Club manager Pierre Rindlisbacher expects members will have fun dressing up like golfers from the 1920s and 1930s and using the clubs from the earlier days of golf.
Hickory golf clubs will be provided by Iain Forrester of www.hickoryclubs.eu in the Netherlands. Each team will share a set of hickory clubs, which will allow more golfers to participate.
The event will use a “greensome” two-player format. Both players will drive on each hole, then choose the best drive, playing one ball to finish the hole with alternating shots.
This will be the 2nd hickory event at the Golf Club of Lausanne. The 2015 event was perhaps the first hickory competition held in Western Switzerland in modern times.
Also in September (17-18), the Swiss Hickory Golf Association will organize its annual Match Play championship at Golf Club Montreux in Aigle, a few kilometers from Lausanne.
A commemorative book on the history of the Lausanne club is being compiled by Pierre Ducrey and Michael Krieger. Numerous donations were made for the purchase of trees, contributing to the beautification of the course and to the protection of nature. And a bronze sculpture entitled, “Celestial houses,” creation of the artist Yves Dana, will be a new enhancement in front of the clubhouse.
In 1921, the Swiss industrialist Oscar Dolfus, who had first played golf in Montreux, asked the municipality of Lausanne to rent part of its land on the edge of the Jorat forest (the largest continuous forest in the Swiss plains), and in July the first 6 holes were inaugurated with 3 additional holes in the fall.

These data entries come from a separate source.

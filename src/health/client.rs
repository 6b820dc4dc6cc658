use std::time::Duration;

use async_stream::stream;
use futures::Stream;
use reqwest::header::{HeaderMap, HeaderValue};
use reqwest::{Client as ReqwestClient, Method};
use tokio::time::{MissedTickBehavior, interval};
use url::Url;

use super::types::HealthResponse;
use crate::Result;
use crate::error::Error;

/// HTTP client for the backend health endpoint.
///
/// # Example
///
/// ```no_run
/// use agent_realtime::health::Client;
///
/// # async fn run() -> agent_realtime::Result<()> {
/// let client = Client::new("http://localhost:8000")?;
/// let health = client.check().await?;
/// println!("{:?}", health.status);
/// # Ok(())
/// # }
/// ```
#[derive(Clone, Debug)]
pub struct Client {
    host: Url,
    client: ReqwestClient,
}

impl Client {
    pub fn new(host: &str) -> Result<Client> {
        let mut headers = HeaderMap::new();

        headers.insert("User-Agent", HeaderValue::from_static("agent_realtime"));
        headers.insert("Accept", HeaderValue::from_static("*/*"));
        let client = ReqwestClient::builder().default_headers(headers).build()?;

        Ok(Self {
            host: Url::parse(host)?,
            client,
        })
    }

    #[must_use]
    pub fn host(&self) -> &Url {
        &self.host
    }

    /// `GET {host}/health`.
    ///
    /// Fails on transport errors and non-success status codes.
    #[cfg_attr(
        feature = "tracing",
        tracing::instrument(level = "debug", skip(self), fields(host = %self.host, status_code))
    )]
    pub async fn check(&self) -> Result<HealthResponse> {
        let url = self.host.join("health")?;
        let request = self.client.request(Method::GET, url.clone()).build()?;

        let response = self.client.execute(request).await?;
        let status_code = response.status();

        #[cfg(feature = "tracing")]
        tracing::Span::current().record("status_code", status_code.as_u16());

        if !status_code.is_success() {
            let message = response.text().await.unwrap_or_default();

            #[cfg(feature = "tracing")]
            tracing::warn!(status = %status_code, %message, "Health check failed");

            return Err(Error::status(
                status_code,
                Method::GET,
                url.path().to_owned(),
                message,
            ));
        }

        HealthResponse::from_body(&response.text().await?)
    }

    /// Check now, then once every `every`, for as long as the stream is polled.
    pub fn poll(&self, every: Duration) -> impl Stream<Item = Result<HealthResponse>> + '_ {
        stream! {
            let mut ticker = interval(every);
            ticker.set_missed_tick_behavior(MissedTickBehavior::Delay);

            loop {
                ticker.tick().await;
                yield self.check().await;
            }
        }
    }
}
//! Core WebSocket infrastructure.
//!
//! This module holds the transport-agnostic pieces of a resilient real-time
//! connection; [`crate::realtime`] builds the execution update client on top of them.
//!
//! # Architecture
//!
//! - [`config::Config`]: per-connection options with documented defaults
//! - [`policy::ReconnectPolicy`]: backoff with jitter, and [`policy::StormGuard`]
//! - [`state::ConnectionState`]: the connection state machine, free of I/O
//! - [`connection::SocketHandle`]: one spawned socket reporting to a [`SocketListener`]

pub mod config;
pub mod connection;
pub mod error;
pub mod policy;
pub mod state;
pub mod traits;

pub use config::Config;
pub use connection::{ReadyState, SocketHandle};
#[expect(
    clippy::module_name_repetitions,
    reason = "WsError includes module name for clarity when used outside this module"
)]
pub use error::WsError;
pub use state::ConnectionStatus;
pub use traits::*;
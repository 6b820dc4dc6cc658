#![allow(
    clippy::unwrap_used,
    clippy::missing_panics_doc,
    reason = "Do not need additional syntax for setting up tests, and https://github.com/rust-lang/rust-clippy/issues/13981"
)]
#![allow(
    unused,
    reason = "Each test crate uses a different subset of these helpers"
)]

use std::net::SocketAddr;
use std::sync::atomic::{AtomicUsize, Ordering};
use std::sync::{Arc, Mutex};
use std::time::Duration;

use agent_realtime::realtime::{Client, ClientEvent};
use agent_realtime::ws::{Config, ConnectionStatus};
use futures_util::{SinkExt as _, Stream, StreamExt as _};
use serde_json::Value;
use tokio::net::{TcpListener, TcpStream};
use tokio::sync::{broadcast, mpsc};
use tokio::time::timeout;
use tokio_tungstenite::tungstenite::Message;
use tokio_tungstenite::tungstenite::handshake::server::{ErrorResponse, Request, Response};

/// Frames sent by the server right after every accepted connection, then optionally a close.
#[derive(Clone, Default)]
pub struct Script {
    pub delay: Duration,
    pub frames: Vec<Value>,
    pub close: bool,
}

#[derive(Clone, Debug)]
enum Command {
    Text(String),
    Close,
}

/// Mock WebSocket backend.
pub struct MockWsServer {
    addr: SocketAddr,
    /// Broadcast to every open connection
    command_tx: broadcast::Sender<Command>,
    /// Text frames received from any client
    received_rx: mpsc::UnboundedReceiver<Value>,
    accepts: Arc<AtomicUsize>,
    paths: Arc<Mutex<Vec<String>>>,
}

impl MockWsServer {
    pub async fn start() -> Self {
        Self::start_scripted(Script::default()).await
    }

    /// Start on a random port; `script` runs on every accepted connection.
    pub async fn start_scripted(script: Script) -> Self {
        let listener = TcpListener::bind("127.0.0.1:0").await.unwrap();
        let addr = listener.local_addr().unwrap();

        let (command_tx, _) = broadcast::channel::<Command>(100);
        let (received_tx, received_rx) = mpsc::unbounded_channel::<Value>();
        let accepts = Arc::new(AtomicUsize::new(0));
        let paths = Arc::new(Mutex::new(Vec::new()));

        let broadcast_tx = command_tx.clone();
        let accept_count = Arc::clone(&accepts);
        let seen_paths = Arc::clone(&paths);

        tokio::spawn(async move {
            loop {
                let Ok((stream, _)) = listener.accept().await else {
                    break;
                };
                accept_count.fetch_add(1, Ordering::SeqCst);
                let mut command_rx = broadcast_tx.subscribe();

                let record_path = Arc::clone(&seen_paths);
                let callback = move |request: &Request,
                                     response: Response|
                      -> Result<Response, ErrorResponse> {
                    record_path
                        .lock()
                        .unwrap()
                        .push(request.uri().path().to_owned());
                    Ok(response)
                };
                let Ok(ws_stream) = tokio_tungstenite::accept_hdr_async(stream, callback).await
                else {
                    continue;
                };

                let (mut write, mut read) = ws_stream.split();
                let received_tx = received_tx.clone();
                let Script {
                    delay,
                    frames,
                    close,
                } = script.clone();

                tokio::spawn(async move {
                    let scripted = async move {
                        tokio::time::sleep(delay).await;
                        frames
                    };
                    tokio::pin!(scripted);
                    let mut script_done = false;

                    loop {
                        tokio::select! {
                            frames = &mut scripted, if !script_done => {
                                script_done = true;
                                for frame in frames {
                                    if write.send(Message::Text(frame.to_string().into())).await.is_err() {
                                        return;
                                    }
                                }
                                if close {
                                    _ = write.send(Message::Close(None)).await;
                                    return;
                                }
                            }
                            msg = read.next() => {
                                match msg {
                                    Some(Ok(Message::Text(text))) => {
                                        if let Ok(value) = serde_json::from_str::<Value>(&text) {
                                            drop(received_tx.send(value));
                                        }
                                    }
                                    Some(Ok(Message::Close(_))) | None | Some(Err(_)) => break,
                                    Some(Ok(_)) => {}
                                }
                            }
                            command = command_rx.recv() => {
                                match command {
                                    Ok(Command::Text(text)) => {
                                        if write.send(Message::Text(text.into())).await.is_err() {
                                            break;
                                        }
                                    }
                                    Ok(Command::Close) => {
                                        _ = write.send(Message::Close(None)).await;
                                        break;
                                    }
                                    Err(_) => break,
                                }
                            }
                        }
                    }
                });
            }
        });

        Self {
            addr,
            command_tx,
            received_rx,
            accepts,
            paths,
        }
    }

    pub fn base_url(&self) -> String {
        format!("http://{}", self.addr)
    }

    pub fn ws_url(&self, target: &str) -> String {
        format!("ws://{}/v1/ws/{target}", self.addr)
    }

    /// Send a frame to every open connection.
    pub fn send(&self, frame: &Value) {
        drop(self.command_tx.send(Command::Text(frame.to_string())));
    }

    /// Close every open connection from the server side.
    pub fn close_all(&self) {
        drop(self.command_tx.send(Command::Close));
    }

    pub fn accepts(&self) -> usize {
        self.accepts.load(Ordering::SeqCst)
    }

    pub fn paths(&self) -> Vec<String> {
        self.paths.lock().unwrap().clone()
    }

    /// Next frame received from a client.
    pub async fn recv(&mut self) -> Option<Value> {
        timeout(Duration::from_secs(2), self.received_rx.recv())
            .await
            .ok()
            .flatten()
    }

    /// Every frame received within `window`.
    pub async fn collect(&mut self, window: Duration) -> Vec<Value> {
        let mut frames = Vec::new();
        let deadline = tokio::time::Instant::now() + window;
        while let Ok(Some(frame)) =
            tokio::time::timeout_at(deadline, self.received_rx.recv()).await
        {
            frames.push(frame);
        }
        frames
    }
}

/// TCP listener that accepts connections and immediately drops them, failing every handshake.
pub struct RefusingServer {
    addr: SocketAddr,
    accepts: Arc<AtomicUsize>,
}

impl RefusingServer {
    pub async fn start() -> Self {
        let listener = TcpListener::bind("127.0.0.1:0").await.unwrap();
        let addr = listener.local_addr().unwrap();
        let accepts = Arc::new(AtomicUsize::new(0));
        let accept_count = Arc::clone(&accepts);

        tokio::spawn(async move {
            while let Ok((stream, _)) = listener.accept().await {
                accept_count.fetch_add(1, Ordering::SeqCst);
                drop(stream);
            }
        });

        Self { addr, accepts }
    }

    pub fn base_url(&self) -> String {
        format!("http://{}", self.addr)
    }

    pub fn ws_url(&self, target: &str) -> String {
        format!("ws://{}/v1/ws/{target}", self.addr)
    }

    pub fn accepts(&self) -> usize {
        self.accepts.load(Ordering::SeqCst)
    }
}

/// TCP listener that accepts connections and never answers the handshake.
pub struct SilentServer {
    addr: SocketAddr,
    accepts: Arc<AtomicUsize>,
}

impl SilentServer {
    pub async fn start() -> Self {
        let listener = TcpListener::bind("127.0.0.1:0").await.unwrap();
        let addr = listener.local_addr().unwrap();
        let accepts = Arc::new(AtomicUsize::new(0));
        let accept_count = Arc::clone(&accepts);

        tokio::spawn(async move {
            let mut held: Vec<TcpStream> = Vec::new();
            while let Ok((stream, _)) = listener.accept().await {
                accept_count.fetch_add(1, Ordering::SeqCst);
                held.push(stream);
            }
        });

        Self { addr, accepts }
    }

    pub fn ws_url(&self, target: &str) -> String {
        format!("ws://{}/v1/ws/{target}", self.addr)
    }

    pub fn accepts(&self) -> usize {
        self.accepts.load(Ordering::SeqCst)
    }
}

/// Millisecond-scale configuration so lifecycle tests finish quickly.
pub fn fast_config() -> Config {
    Config::builder()
        .reconnect_interval(Duration::from_millis(50))
        .reconnect_jitter(Duration::ZERO)
        .max_reconnect_delay(Duration::from_millis(200))
        .reconnect_cooldown(Duration::from_millis(300))
        .connection_timeout(Duration::from_millis(1_000))
        .message_delay(Duration::from_millis(20))
        .ping_interval(Duration::from_secs(30))
        .build()
}

/// Wait until `client` reports `status`.
pub async fn wait_for_status(client: &Client, status: ConnectionStatus, within: Duration) {
    let mut rx = client.status_receiver();
    timeout(within, rx.wait_for(|current| *current == status))
        .await
        .unwrap_or_else(|_| panic!("status never became {status}, last {}", client.status()))
        .unwrap();
}

/// Every event already buffered on `events`, without waiting for more.
pub async fn drain<S>(events: &mut S) -> Vec<ClientEvent>
where
    S: Stream<Item = agent_realtime::Result<ClientEvent>> + Unpin,
{
    let mut drained = Vec::new();
    while let Ok(Some(Ok(event))) = timeout(Duration::from_millis(20), events.next()).await {
        drained.push(event);
    }
    drained
}
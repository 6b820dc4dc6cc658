/// Benchmarks for inbound frame parsing and the per-id merge that runs on every `update`.
use agent_realtime::realtime::dispatch::Dispatcher;
use agent_realtime::realtime::types::response::{ExecutionRecord, ServerFrame, parse_frames};
use criterion::{BenchmarkId, Criterion, Throughput, criterion_group, criterion_main};
use serde_json::{Map, Value, json};

fn bench_parse_frames(c: &mut Criterion) {
    let mut group = c.benchmark_group("frames/parse");

    let pong = br#"{"type": "pong"}"#;
    group.throughput(Throughput::Bytes(pong.len() as u64));
    group.bench_function("pong", |b| {
        b.iter(|| {
            parse_frames(std::hint::black_box(pong)).expect("Deserialization should succeed")
        });
    });

    let update = br#"{
        "type": "update",
        "message_id": "exec-1",
        "status": "running",
        "stdout": "step 3 of 10\n",
        "stderr": "",
        "logging": [{"level": "info", "message": "compiling"}],
        "timestamp": 1712345678
    }"#;
    group.throughput(Throughput::Bytes(update.len() as u64));
    group.bench_function("update", |b| {
        b.iter(|| {
            parse_frames(std::hint::black_box(update)).expect("Deserialization should succeed")
        });
    });

    for size in [1_usize, 16, 128] {
        let batch: Vec<Value> = (0..size)
            .map(|i| json!({ "type": "update", "message_id": "exec-1", "stdout": format!("line {i}\n") }))
            .collect();
        let bytes = serde_json::to_vec(&batch).expect("Serialization should succeed");

        group.throughput(Throughput::Bytes(bytes.len() as u64));
        group.bench_with_input(BenchmarkId::new("batch", size), &bytes, |b, bytes| {
            b.iter(|| {
                parse_frames(std::hint::black_box(bytes)).expect("Deserialization should succeed")
            });
        });
    }

    group.finish();
}

fn bench_merge(c: &mut Criterion) {
    let mut group = c.benchmark_group("frames/merge");

    let mut fields = Map::new();
    fields.insert("stdout".to_owned(), json!("partial output\n"));
    fields.insert("status".to_owned(), json!("running"));
    fields.insert("timestamp".to_owned(), json!(1_712_345_678));

    group.bench_function("ExecutionRecord::merge", |b| {
        let mut record = ExecutionRecord::new("exec-1");
        b.iter(|| record.merge(std::hint::black_box(&fields)));
    });

    let frame: ServerFrame = serde_json::from_value(json!({
        "type": "update",
        "message_id": "exec-1",
        "stdout": "partial output\n",
        "status": "running"
    }))
    .expect("Deserialization should succeed");

    group.bench_function("Dispatcher::apply", |b| {
        let dispatcher = Dispatcher::new();
        b.iter(|| dispatcher.apply(std::hint::black_box(frame.clone())));
    });

    group.finish();
}

criterion_group!(frame_benches, bench_parse_frames, bench_merge);
criterion_main!(frame_benches);
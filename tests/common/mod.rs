use fileservelib::server::{ResourceTable, ServerConfig};
use log::LevelFilter;
use simplelog::{ColorChoice, CombinedLogger, Config, TermLogger, TerminalMode};

pub async fn _create_table(
    files: &[(&str, &str)],
) -> Result<ResourceTable, Box<dyn std::error::Error>> {
    //Several tests share one process, only the first logger wins
    CombinedLogger::init(vec![TermLogger::new(
        LevelFilter::Debug,
        Config::default(),
        TerminalMode::Mixed,
        ColorChoice::Auto,
    )])
    .ok();

    let table = ResourceTable::new(ServerConfig::default());
    for (name, content) in files {
        table.create(name, content).await?;
    }

    Ok(table)
}
//! The set of files known to the server.
//!
//! The table only holds the name to controller mapping. Its lock is released
//! before any admission wait starts, so a file that is busy never holds up
//! work on another file.
use super::{AccessHandle, Mode, Occupancy, ResourceControl, ResourceControlError, ServerConfig};
use std::collections::{HashMap, HashSet};
use std::sync::Arc;
use std::time::Duration;
use thiserror::Error;
use tokio::sync::RwLock;
use tokio_util::sync::CancellationToken;

#[derive(Clone, Debug)]
pub struct ResourceTable {
    config: ServerConfig,
    resources: Arc<RwLock<HashMap<String, Arc<ResourceControl>>>>,
}

impl ResourceTable {
    pub fn new(config: ServerConfig) -> ResourceTable {
        ResourceTable {
            config,
            resources: Arc::new(RwLock::new(HashMap::new())),
        }
    }

    pub fn config(&self) -> &ServerConfig {
        &self.config
    }

    /// Adds a new closed file. An existing name is never replaced.
    pub async fn create(&self, name: &str, content: &str) -> Result<(), ResourceTableError> {
        let mut resources = self.resources.write().await;
        if resources.contains_key(name) {
            return Err(ResourceTableError::AlreadyExists(name.to_string()));
        }

        resources.insert(
            name.to_string(),
            Arc::new(ResourceControl::new(
                name.to_string(),
                content.to_string(),
                &self.config,
            )),
        );

        info!("Created file {0}", name);
        Ok(())
    }

    async fn get_control(&self, name: &str) -> Option<Arc<ResourceControl>> {
        let resources = self.resources.read().await;
        resources.get(name).cloned()
    }

    async fn get_openable(
        &self,
        name: &str,
        mode: Mode,
    ) -> Result<Arc<ResourceControl>, ResourceTableError> {
        let control = self
            .get_control(name)
            .await
            .ok_or_else(|| ResourceTableError::NotFound(name.to_string()))?;

        if !mode.is_openable() {
            return Err(ResourceTableError::InvalidMode(name.to_string(), mode));
        }

        Ok(control)
    }

    /// Waits until `name` can be held in `mode`. Unknown names and modes other
    /// than `Readable` / `ReadWrite` fail straight away.
    pub async fn open(&self, name: &str, mode: Mode) -> Result<AccessHandle, ResourceTableError> {
        let control = self.get_openable(name, mode).await?;
        Ok(control.open(mode).await?)
    }

    pub async fn open_timeout(
        &self,
        name: &str,
        mode: Mode,
        limit: Duration,
    ) -> Result<AccessHandle, ResourceTableError> {
        let control = self.get_openable(name, mode).await?;
        Ok(control.open_timeout(mode, limit).await?)
    }

    pub async fn open_cancellable(
        &self,
        name: &str,
        mode: Mode,
        cancel: &CancellationToken,
    ) -> Result<AccessHandle, ResourceTableError> {
        let control = self.get_openable(name, mode).await?;
        Ok(control.open_cancellable(mode, cancel).await?)
    }

    pub async fn close(&self, handle: &AccessHandle) -> Result<(), ResourceTableError> {
        match self.get_control(handle.name()).await {
            Some(control) => Ok(control.close(handle).await?),
            None => {
                warn!(
                    "Rejected close of session {0}, no file named {1}",
                    handle.token(),
                    handle.name()
                );
                Err(ResourceTableError::UnknownHandle(handle.name().to_string()))
            }
        }
    }

    pub async fn status(&self, name: &str) -> Mode {
        match self.get_control(name).await {
            Some(control) => control.status().await,
            None => Mode::Unknown,
        }
    }

    pub async fn occupancy(&self, name: &str) -> Option<Occupancy> {
        match self.get_control(name).await {
            Some(control) => Some(control.occupancy().await),
            None => None,
        }
    }

    pub async fn names(&self) -> HashSet<String> {
        let resources = self.resources.read().await;
        resources.keys().cloned().collect()
    }
}

impl Default for ResourceTable {
    fn default() -> Self {
        Self::new(ServerConfig::default())
    }
}

#[derive(Debug, Error)]
pub enum ResourceTableError {
    #[error("File {0} already exists")]
    AlreadyExists(String),
    #[error("Cannot open {0} as {1}, only Readable or ReadWrite are allowed")]
    InvalidMode(String, Mode),
    #[error("No file named {0}")]
    NotFound(String),
    #[error(transparent)]
    ResourceControlError(#[from] ResourceControlError),
    #[error("Handle refers to {0} which this server does not have")]
    UnknownHandle(String),
}

impl ResourceTableError {
    /// True for misuse of a handle: double close, wrong owner or a foreign handle.
    pub fn is_protocol_violation(&self) -> bool {
        matches!(
            self,
            ResourceTableError::UnknownHandle(_)
                | ResourceTableError::ResourceControlError(
                    ResourceControlError::ProtocolViolation(..)
                )
        )
    }

    pub fn is_cancelled(&self) -> bool {
        matches!(
            self,
            ResourceTableError::ResourceControlError(ResourceControlError::Cancelled(..))
        )
    }
}
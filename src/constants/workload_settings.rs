/// Number of concurrent clients spawned by a default workload.
pub const DEFAULT_CLIENTS: usize = 20;

/// Number of open / read / write / close rounds each client performs.
pub const DEFAULT_ACTIONS: usize = 20;

pub const DEFAULT_TEXT_LEN: usize = 1000;

/// Generated text sticks to printable ASCII, space excluded.
pub const ASCII_LOWER_BOUND: u8 = 33;
pub const ASCII_UPPER_BOUND: u8 = 126;
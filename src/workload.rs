//! Randomised clients that hammer a `ResourceTable`.
//!
//! Each client repeatedly picks a known file and a mode at random, opens it,
//! reads, writes fresh text when it holds the file for writing, and closes.
use crate::constants::{
    ASCII_LOWER_BOUND, ASCII_UPPER_BOUND, DEFAULT_ACTIONS, DEFAULT_CLIENTS, DEFAULT_TEXT_LEN,
};
use crate::server::{AccessHandleError, Mode, ResourceTable, ResourceTableError};
use futures::future::try_join_all;
use rand::rngs::StdRng;
use rand::seq::IteratorRandom;
use rand::{Rng, SeedableRng};
use std::ops::Add;
use thiserror::Error;
use tokio::task::JoinError;

#[derive(Copy, Clone, Debug, PartialEq)]
pub struct WorkloadConfig {
    pub clients: usize,
    pub actions: usize,
    pub text_len: usize,
}

impl Default for WorkloadConfig {
    fn default() -> Self {
        WorkloadConfig {
            clients: DEFAULT_CLIENTS,
            actions: DEFAULT_ACTIONS,
            text_len: DEFAULT_TEXT_LEN,
        }
    }
}

/// How many sessions of each kind completed.
#[derive(Copy, Clone, Debug, Default, PartialEq)]
pub struct WorkloadReport {
    pub reads: usize,
    pub writes: usize,
}

impl Add for WorkloadReport {
    type Output = WorkloadReport;

    fn add(self, other: WorkloadReport) -> WorkloadReport {
        WorkloadReport {
            reads: self.reads + other.reads,
            writes: self.writes + other.writes,
        }
    }
}

#[derive(Clone, Debug)]
pub struct Workload {
    config: WorkloadConfig,
}

impl Workload {
    pub fn new(config: WorkloadConfig) -> Workload {
        Workload { config }
    }

    /// Runs every client to completion, one task each.
    pub async fn run(&self, table: ResourceTable) -> Result<WorkloadReport, WorkloadError> {
        let mut tasks = vec![];
        for id in 0..self.config.clients {
            let client = Client::new(id, table.clone(), self.config);
            tasks.push(tokio::spawn(client.run()));
        }

        let mut report = WorkloadReport::default();
        for res in try_join_all(tasks).await? {
            report = report + res?;
        }

        info!(
            "Workload finished, {0} reads and {1} writes",
            report.reads, report.writes
        );
        Ok(report)
    }
}

struct Client {
    id: usize,
    table: ResourceTable,
    config: WorkloadConfig,
    rng: StdRng,
}

impl Client {
    fn new(id: usize, table: ResourceTable, config: WorkloadConfig) -> Client {
        debug!("Client {0} created", id);
        Client {
            id,
            table,
            config,
            rng: StdRng::from_entropy(),
        }
    }

    async fn run(mut self) -> Result<WorkloadReport, WorkloadError> {
        let mut report = WorkloadReport::default();

        for action in 0..self.config.actions {
            let names = self.table.names().await;
            let name = names
                .into_iter()
                .choose(&mut self.rng)
                .ok_or(WorkloadError::NoFiles())?;
            let mode = if self.rng.gen::<bool>() {
                Mode::ReadWrite
            } else {
                Mode::Readable
            };

            debug!(
                "Client {0} action {1}, opening {2} as {3}",
                self.id, action, name, mode
            );

            let mut handle = self.table.open(&name, mode).await?;
            let seen = handle.read().len();
            if mode == Mode::ReadWrite {
                handle.write(self.random_text())?;
                report.writes += 1;
            } else {
                report.reads += 1;
            }
            self.table.close(&handle).await?;

            trace!("Client {0} saw {1} bytes of {2}", self.id, seen, name);
        }

        Ok(report)
    }

    fn random_text(&mut self) -> String {
        let rng = &mut self.rng;
        (0..self.config.text_len)
            .map(|_| rng.gen_range(ASCII_LOWER_BOUND..ASCII_UPPER_BOUND) as char)
            .collect()
    }
}

#[derive(Debug, Error)]
pub enum WorkloadError {
    #[error(transparent)]
    AccessHandleError(#[from] AccessHandleError),
    #[error(transparent)]
    ClientPanicked(#[from] JoinError),
    #[error("No files to pick from")]
    NoFiles(),
    #[error(transparent)]
    ResourceTableError(#[from] ResourceTableError),
}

Ten years later, the course was extended to 18 holes.
During WWII, half of the course was turned into a grain-growing field, but 9 holes were left untouched. The course was rehabilitated to 18 holes and reopened in 1947.
Additional land was acquired in 1958, and the course was redesigned by Hermann Narbel and Gregory Trippi, including 12 entirely new holes, reopened in 1962. Jeremy Pern modernized the course again in 1996.
Most of the holes go through the chestnut, birch and fir forest. Across the lake, spectacular views of the Swiss and French Alps.
In 1967, three years after a new clubhouse was built, Gene Sarazen hosted a production of Shell’s Wonderful World of Golf starring American LPGA / World Golf Hall of Famers players Sandra Haynie and the late Carol Mann.
The club also hosted the 1982 Eisenhower Trophy, the 1997 Swiss Women’s Open and the 2008 Swiss Open, among others.